ドイツに関するものを中心に美術展,オペラ,映画等の趣味の世界を紹介します。

「アジアとヨーロッパの肖像」(神奈川県立歴史博物館)

2009年04月03日 | 美術道楽
「アジアとヨーロッパの肖像」展のうち,今日紹介するのは,横浜の馬車道にある神奈川県立歴史博物館での開催分です。

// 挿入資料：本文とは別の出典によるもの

use askama::Template;

use crate::models::notification::NotificationItem;
use super::PageContext;

#[derive(Template)]
#[template(path = "notifications/list.html")]
pub struct NotificationListTemplate {
    pub ctx: PageContext,
    pub items: Vec<NotificationItem>,
}
pub mod filter;
mod queries;
mod types;

pub use self::filter::FeedbackFilter;
pub use self::queries::*;
pub use self::types::*;
use std::fmt;
use std::str::FromStr;

/// Supported social login providers.
#[derive(Debug, Clone, Copy, PartialEq, Eq)]
pub enum Provider {
    Google,
    Facebook,
}

impl Provider {
    pub fn as_str(&self) -> &'static str {
        match self {
            Provider::Google => "google",
            Provider::Facebook => "facebook",
        }
    }

    pub fn label(&self) -> &'static str {
        match self {
            Provider::Google => "Google",
            Provider::Facebook => "Facebook",
        }
    }

    pub fn authorize_endpoint(&self) -> &'static str {
        match self {
            Provider::Google => "https://accounts.google.com/o/oauth2/v2/auth",
            Provider::Facebook => "https://www.facebook.com/v18.0/dialog/oauth",
        }
    }

    pub fn token_endpoint(&self) -> &'static str {
        match self {
            Provider::Google => "https://oauth2.googleapis.com/token",
            Provider::Facebook => "https://graph.facebook.com/v18.0/oauth/access_token",
        }
    }

    pub fn profile_endpoint(&self) -> &'static str {
        match self {
            Provider::Google => "https://www.googleapis.com/oauth2/v2/userinfo",
            Provider::Facebook => "https://graph.facebook.com/me?fields=id,first_name,last_name,email,picture.type(large)",
        }
    }

    pub fn scope(&self) -> &'static str {
        match self {
            Provider::Google => "openid email profile",
            Provider::Facebook => "email,public_profile",
        }
    }
}

impl fmt::Display for Provider {
    fn fmt(&self, f: &mut fmt::Formatter<'_>) -> fmt::Result {
        f.write_str(self.as_str())
    }
}

impl FromStr for Provider {
    type Err = String;

    fn from_str(s: &str) -> Result<Self, Self::Err> {
        match s {
            "google" => Ok(Provider::Google),
            "facebook" => Ok(Provider::Facebook),
            other => Err(format!("unknown OAuth provider '{other}'")),
        }
    }
}

#[cfg(test)]
mod tests {
    use super::*;

    #[test]
    fn parses_path_segment() {
        assert_eq!("google".parse::<Provider>(), Ok(Provider::Google));
        assert_eq!("facebook".parse::<Provider>(), Ok(Provider::Facebook));
        assert!("github".parse::<Provider>().is_err());
    }
}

章の建て方は,葉山の近代美術館と同じでして,最初はヨーロッパ,アジアそれぞれが自分の世界の中で描いた肖像画が紹介されます。名誉革命後に即位したオレンジ公ウィリアムや徳川家康の肖像画がありました。レンブラントの自画像もこのコーナーだったような記憶です(間違っているかもしれません。)。
次に,アジアとヨーロッパが交流を持つ前にそれぞれが,相手を知る前に勝手に描いた絵が紹介されます。ヨーロッパ人の描いたアジア人の姿には首のない人間というのもありました。
そして,ようやく交流を持つようになってからの,アジアから見たヨーロッパ,ヨーロッパから見たアジア,またアジアから見たアジア,ヨーロッパから見たヨーロッパの絵が紹介されます。ここでは清朝の乾隆帝の肖像画をもとにヨーロッパ人の描いた肖像画や朝鮮通信使の絵が紹介されてありました。
さらに時代が下った後には,互いの影響を受け合った後に描かれたものとして,日本の岸田劉生の童女図(麗子立像)も紹介されていました。1920年代の中国で作成されたリトグラフの絵が女性の服の一部がはだけていて,楽しそうににこやかに描かれているのに対し,当時の日本の絵は肌の露出もなく,表情もとても硬いのが対照的でした。

写真は神奈川県立歴史博物館です。昔は横浜正金銀行本館だったそうです。